Ты слишком много копаешься в себе, в колебаниях своего настроения. У меня этот грех был, теперь я на все смотрю проще, и совесть загрубела, должно быть, да и некогда раздумывать над этим. Я знаю, что нельзя подействовать одними словами «смотри на все проще», и мне это говорили, и я не могла этого делать, пока сама жизнь не заставила. И вот теперь Леночка путается в этой путанице сомнений, и я не знаю, как заставить ее смотреть на все проще, спокойнее, п.ч. все равно, особенно теперь уставший мозг не в силах разобраться в душевной жизни. Ну, я отвлеклась. Я хотела сказать, что ты слишком склонна к сложному анализу и через эту призму смотришь на весь окружающий мир. Так жить тяжело. Я знаю, что служба тебя тяготит и тебе действительно вредно служить в такой обстановке и с твоими взглядами.
Тебя тяготит несвобода; правда все теперь так связаны, как никогда, свободы нет, и в этом-то состоянии тягостном, несвободном, надо найти себе свободу. Верь, что это время пройдет, этот гнет временный и на это время нельзя выбирать себе дело по вкусу, по влечению. Нужно жить, нужны средства, а каким трудом и делом они добыты – это не так важно теперь.

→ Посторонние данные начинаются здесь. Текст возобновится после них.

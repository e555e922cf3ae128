//! Application core: domain logic behind port traits, plus the task group
//! that drives it.
//!
//! Classification policy, command handling and telemetry events for a
//! PirLink node.  Hardware is reached only through the **port traits** in
//! [`ports`], so everything except [`tasks`] runs on the host without real
//! peripherals.  [`tasks`] owns the executor, the timers and the thread
//! that wire those pieces to the device.

pub mod classifier;
pub mod commands;
pub mod events;
pub mod ports;
pub mod service;
pub mod tasks;
//! Node configuration parameters
//!
//! All tunable parameters for a PirLink node.  Every struct is
//! `#[serde(default)]`, so a partial JSON document only overrides the
//! fields it names.  The firmware takes its override from the
//! `PIRLINK_CONFIG` environment variable at build time; nothing is
//! persisted on the device.

use core::fmt;

use serde::{Deserialize, Serialize};

use crate::queue::{INBOUND_SLOTS, OUTBOUND_SLOTS};

/// Timeout substituted for a configured value of zero.
pub const FALLBACK_TIMEOUT_MS: u32 = 1000;

/// Maximum length of the node identifier.
pub const NODE_ID_LEN: usize = 16;

// ───────────────────────────────────────────────────────────────
// Radio schedule
// ───────────────────────────────────────────────────────────────

/// Whether a radio cycle always listens, or only wakes to transmit.
#[derive(Debug, Clone, Copy, PartialEq, Eq, Serialize, Deserialize)]
pub enum CommMode {
    /// Power up every tick, listen for the receive window, then transmit.
    TxRx,
    /// Power up only when something is queued; never listen.
    TxOnly,
}

/// Cadence and timeouts of the duty-cycled radio scheduler.
#[derive(Debug, Clone, PartialEq, Eq, Serialize, Deserialize)]
#[serde(default)]
pub struct RadioScheduleConfig {
    /// Seconds between radio cycles.
    pub tick_interval_secs: u32,
    /// Wall-clock length of the receive window (TxRx only).
    pub receive_window_secs: u32,
    /// Per-frame transmit timeout. Zero means [`FALLBACK_TIMEOUT_MS`].
    pub transmit_timeout_ms: u32,
    /// Per-attempt receive timeout. Zero means [`FALLBACK_TIMEOUT_MS`].
    pub receive_timeout_ms: u32,
    pub mode: CommMode,
}

impl Default for RadioScheduleConfig {
    fn default() -> Self {
        Self {
            tick_interval_secs: 10,
            receive_window_secs: 5,
            transmit_timeout_ms: 5000,
            receive_timeout_ms: 1000,
            mode: CommMode::TxRx,
        }
    }
}

impl RadioScheduleConfig {
    pub fn effective_transmit_timeout_ms(&self) -> u32 {
        non_zero_or_fallback(self.transmit_timeout_ms)
    }

    pub fn effective_receive_timeout_ms(&self) -> u32 {
        non_zero_or_fallback(self.receive_timeout_ms)
    }

    pub fn tick_interval_ms(&self) -> u64 {
        u64::from(self.tick_interval_secs) * 1000
    }

    pub fn receive_window_ms(&self) -> u64 {
        u64::from(self.receive_window_secs) * 1000
    }
}

const fn non_zero_or_fallback(ms: u32) -> u32 {
    if ms == 0 { FALLBACK_TIMEOUT_MS } else { ms }
}

// ───────────────────────────────────────────────────────────────
// LoRa physical layer
// ───────────────────────────────────────────────────────────────

/// RF parameters handed to the LoRa modem at boot.
///
/// Every node and the gateway must agree on all of these.  The modem's
/// test mode fixes the coding rate at 4/5.
#[derive(Debug, Clone, PartialEq, Eq, Serialize, Deserialize)]
#[serde(default)]
pub struct LoraConfig {
    pub frequency_hz: u32,
    /// Spreading factor, 7..=12.
    pub spreading_factor: u8,
    /// Bandwidth in kHz: 125, 250 or 500.
    pub bandwidth_khz: u16,
    pub preamble_len: u16,
    pub tx_power_dbm: i8,
    pub crc: bool,
    pub iq_inverted: bool,
    /// `false` selects the private sync word.
    pub public_network: bool,
}

impl Default for LoraConfig {
    fn default() -> Self {
        Self {
            frequency_hz: 916_800_000,
            spreading_factor: 9,
            bandwidth_khz: 125,
            preamble_len: 12,
            tx_power_dbm: 20,
            crc: true,
            iq_inverted: false,
            public_network: false,
        }
    }
}

impl LoraConfig {
    fn validate(&self) -> Result<(), ConfigError> {
        if !(7..=12).contains(&self.spreading_factor) {
            return Err(ConfigError::Invalid("lora.spreading_factor must be 7..=12"));
        }
        if !matches!(self.bandwidth_khz, 125 | 250 | 500) {
            return Err(ConfigError::Invalid("lora.bandwidth_khz must be 125, 250 or 500"));
        }
        if !(-1..=22).contains(&self.tx_power_dbm) {
            return Err(ConfigError::Invalid("lora.tx_power_dbm must be -1..=22"));
        }
        if !(150_000_000..=960_000_000).contains(&self.frequency_hz) {
            return Err(ConfigError::Invalid("lora.frequency_hz out of band"));
        }
        if self.preamble_len == 0 {
            return Err(ConfigError::Invalid("lora.preamble_len must be non-zero"));
        }
        Ok(())
    }
}

// ───────────────────────────────────────────────────────────────
// Whole node
// ───────────────────────────────────────────────────────────────

/// Top-level node configuration.
#[derive(Debug, Clone, PartialEq, Eq, Serialize, Deserialize)]
#[serde(default)]
pub struct NodeConfig {
    /// Prefix for heartbeat, status and reset telemetry.
    pub node_id: heapless::String<NODE_ID_LEN>,
    pub radio: RadioScheduleConfig,
    pub lora: LoraConfig,
    /// Soft capacity of the outbound queue (at most `OUTBOUND_SLOTS`).
    pub outbound_queue_capacity: usize,
    /// Soft capacity of the inbound queue (at most `INBOUND_SLOTS`).
    pub inbound_queue_capacity: usize,
    pub heartbeat_interval_secs: u32,
    /// Hours between scheduled restarts. Zero disables them.
    pub reboot_interval_hours: u32,
}

impl Default for NodeConfig {
    fn default() -> Self {
        let mut node_id = heapless::String::new();
        let _ = node_id.push_str("MBX");
        Self {
            node_id,
            radio: RadioScheduleConfig::default(),
            lora: LoraConfig::default(),
            outbound_queue_capacity: OUTBOUND_SLOTS,
            inbound_queue_capacity: INBOUND_SLOTS,
            heartbeat_interval_secs: 60,
            reboot_interval_hours: 12,
        }
    }
}

impl NodeConfig {
    /// Parse a (possibly partial) JSON override and validate the result.
    pub fn from_json(json: &str) -> Result<Self, ConfigError> {
        let cfg: Self = serde_json::from_str(json).map_err(|_| ConfigError::Parse)?;
        cfg.validate()?;
        Ok(cfg)
    }

    /// Reject values the firmware cannot run with.
    pub fn validate(&self) -> Result<(), ConfigError> {
        if self.node_id.is_empty() {
            return Err(ConfigError::Invalid("node_id must not be empty"));
        }
        // The id is embedded in outbound messages, which are pipe-delimited.
        if self.node_id.contains('|') {
            return Err(ConfigError::Invalid("node_id must not contain '|'"));
        }
        if self.radio.tick_interval_secs == 0 {
            return Err(ConfigError::Invalid("radio.tick_interval_secs must be non-zero"));
        }
        if self.radio.mode == CommMode::TxRx
            && self.radio.receive_window_secs >= self.radio.tick_interval_secs
        {
            return Err(ConfigError::Invalid(
                "radio.receive_window_secs must be shorter than the tick interval",
            ));
        }
        if self.outbound_queue_capacity == 0 || self.outbound_queue_capacity > OUTBOUND_SLOTS {
            return Err(ConfigError::Invalid("outbound_queue_capacity out of range"));
        }
        if self.inbound_queue_capacity == 0 || self.inbound_queue_capacity > INBOUND_SLOTS {
            return Err(ConfigError::Invalid("inbound_queue_capacity out of range"));
        }
        if self.heartbeat_interval_secs == 0 {
            return Err(ConfigError::Invalid("heartbeat_interval_secs must be non-zero"));
        }
        self.lora.validate()
    }
}

// ───────────────────────────────────────────────────────────────
// Errors
// ───────────────────────────────────────────────────────────────

#[derive(Debug, Clone, Copy, PartialEq, Eq)]
pub enum ConfigError {
    /// The JSON document could not be deserialised.
    Parse,
    /// A field failed range validation.
    Invalid(&'static str),
}

impl fmt::Display for ConfigError {
    fn fmt(&self, f: &mut fmt::Formatter<'_>) -> fmt::Result {
        match self {
            Self::Parse => write!(f, "malformed config JSON"),
            Self::Invalid(msg) => write!(f, "invalid config: {msg}"),
        }
    }
}

impl std::error::Error for ConfigError {}

impl From<ConfigError> for crate::error::Error {
    fn from(e: ConfigError) -> Self {
        match e {
            ConfigError::Parse => Self::Config("malformed config JSON"),
            ConfigError::Invalid(msg) => Self::Config(msg),
        }
    }
}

Не знаю, как сказать ясней. Видишь – всякое дело теперь есть только источник средств к жизни, т. к. жить так как хочется – нельзя, и на свое дело так и нужно смотреть. Но вот важнее и главнее всего – это в таком несвободном состоянии сохранить внутреннюю свободу, духовную жизнь, интересы духовные. Пусть они не могут выявиться в навязанном жизнью деле, пусть дремлют, тлеют, лишь бы не заглохли, а копились бы как зимой силы у деревьев и кустов для расцвета весной и летом когда пригреет солнышко.
И приходится жить, закрывши на многое глаза, и находить свободу и счастье внутри себя. Я не думаю, что дурные люди не могут быть счастливыми, несчастливы люди и добрые, но не умеющие найти и видеть свое счастье. И потом счастье ведь такое неопределенное понятие. Ниночка, голубушка, ты ищешь, ждешь своего дела. Своего пути: – есть люди с узкими интересами и у них выбор невелик, у них одно влечение. Один интерес, и они не раздумывая бредут по тропинке, не думая никуда сворачивать.. Но если на их пути препятствие – то оно их может сломать, т. к. обойти они не могут, если нельзя прямо побороть. Вот такой человек – например, Рогов. Ты его не знаешь кажется, но по Поляне наверно слышала от нас. У него один интерес – это его сад, яблони, груши, ягоды и пр. ему дороже семьи, дороже всего на свете, а теперь когда землевладельцем он быть не может, когда сад у него взят – что он будет делать?